# Exercise directions
Work through the records below and copy every line that includes "usize".

# Data for analysis
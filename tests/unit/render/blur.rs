use super::*;

#[test]
fn zero_sigma_is_identity() {
    let mut buf = vec![1u8, 2, 3, 4, 5, 6, 7, 8];
    let mut scratch = Vec::new();
    blur_rgba8_premul(&mut buf, 1, 2, 0.0, &mut scratch).unwrap();
    assert_eq!(buf, vec![1u8, 2, 3, 4, 5, 6, 7, 8]);
}

#[test]
fn rejects_mismatched_buffer() {
    let mut buf = vec![0u8; 7];
    let mut scratch = Vec::new();
    assert!(blur_rgba8_premul(&mut buf, 1, 2, 2.0, &mut scratch).is_err());
}

#[test]
fn box_radii_track_sigma() {
    assert_eq!(box_radii_for_gaussian(0.0), [0, 0, 0]);
    assert_eq!(box_radii_for_gaussian(f64::NAN), [0, 0, 0]);
    let extent = blur_extent(25.0);
    assert!((70..=80).contains(&extent), "extent {extent}");
    assert!(blur_extent(10.0) < blur_extent(20.0));
}

#[test]
fn blur_spreads_energy_from_single_pixel() {
    let (w, h) = (21u32, 21u32);
    let mut buf = vec![0u8; (w * h * 4) as usize];
    let center = ((10 * w + 10) * 4) as usize;
    buf[center..center + 4].copy_from_slice(&[255, 255, 255, 255]);
    let mut scratch = Vec::new();

    // Use a bright 3x3 block so rounding does not swallow the spread.
    for dy in 0..3u32 {
        for dx in 0..3u32 {
            let idx = (((9 + dy) * w + 9 + dx) * 4) as usize;
            buf[idx..idx + 4].copy_from_slice(&[255, 255, 255, 255]);
        }
    }
    let before: u32 = buf.chunks_exact(4).map(|px| u32::from(px[3])).sum();

    blur_rgba8_premul(&mut buf, w, h, 1.5, &mut scratch).unwrap();

    let nonzero = buf.chunks_exact(4).filter(|px| px[3] != 0).count();
    assert!(nonzero > 9);

    let after: u32 = buf.chunks_exact(4).map(|px| u32::from(px[3])).sum();
    let diff = (i64::from(after) - i64::from(before)).abs();
    assert!(diff <= i64::from(before) / 10, "before {before} after {after}");
}

#[test]
fn blur_keeps_interior_of_constant_image() {
    let (w, h) = (40u32, 40u32);
    let px = [10u8, 20, 30, 40];
    let mut buf = px.repeat((w * h) as usize);
    let mut scratch = Vec::new();
    blur_rgba8_premul(&mut buf, w, h, 2.0, &mut scratch).unwrap();
    let mid = ((20 * w + 20) * 4) as usize;
    assert_eq!(&buf[mid..mid + 4], &px);
    // Edges fade toward transparent outside the buffer.
    assert!(buf[3] < 40);
}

# Result of the exercise
    let mut buf = vec![0u8; (w * h * 4) as usize];
    let center = ((10 * w + 10) * 4) as usize;
            let idx = (((9 + dy) * w + 9 + dx) * 4) as usize;
    let mut buf = px.repeat((w * h) as usize);
    let mid = ((20 * w + 20) * 4) as usize;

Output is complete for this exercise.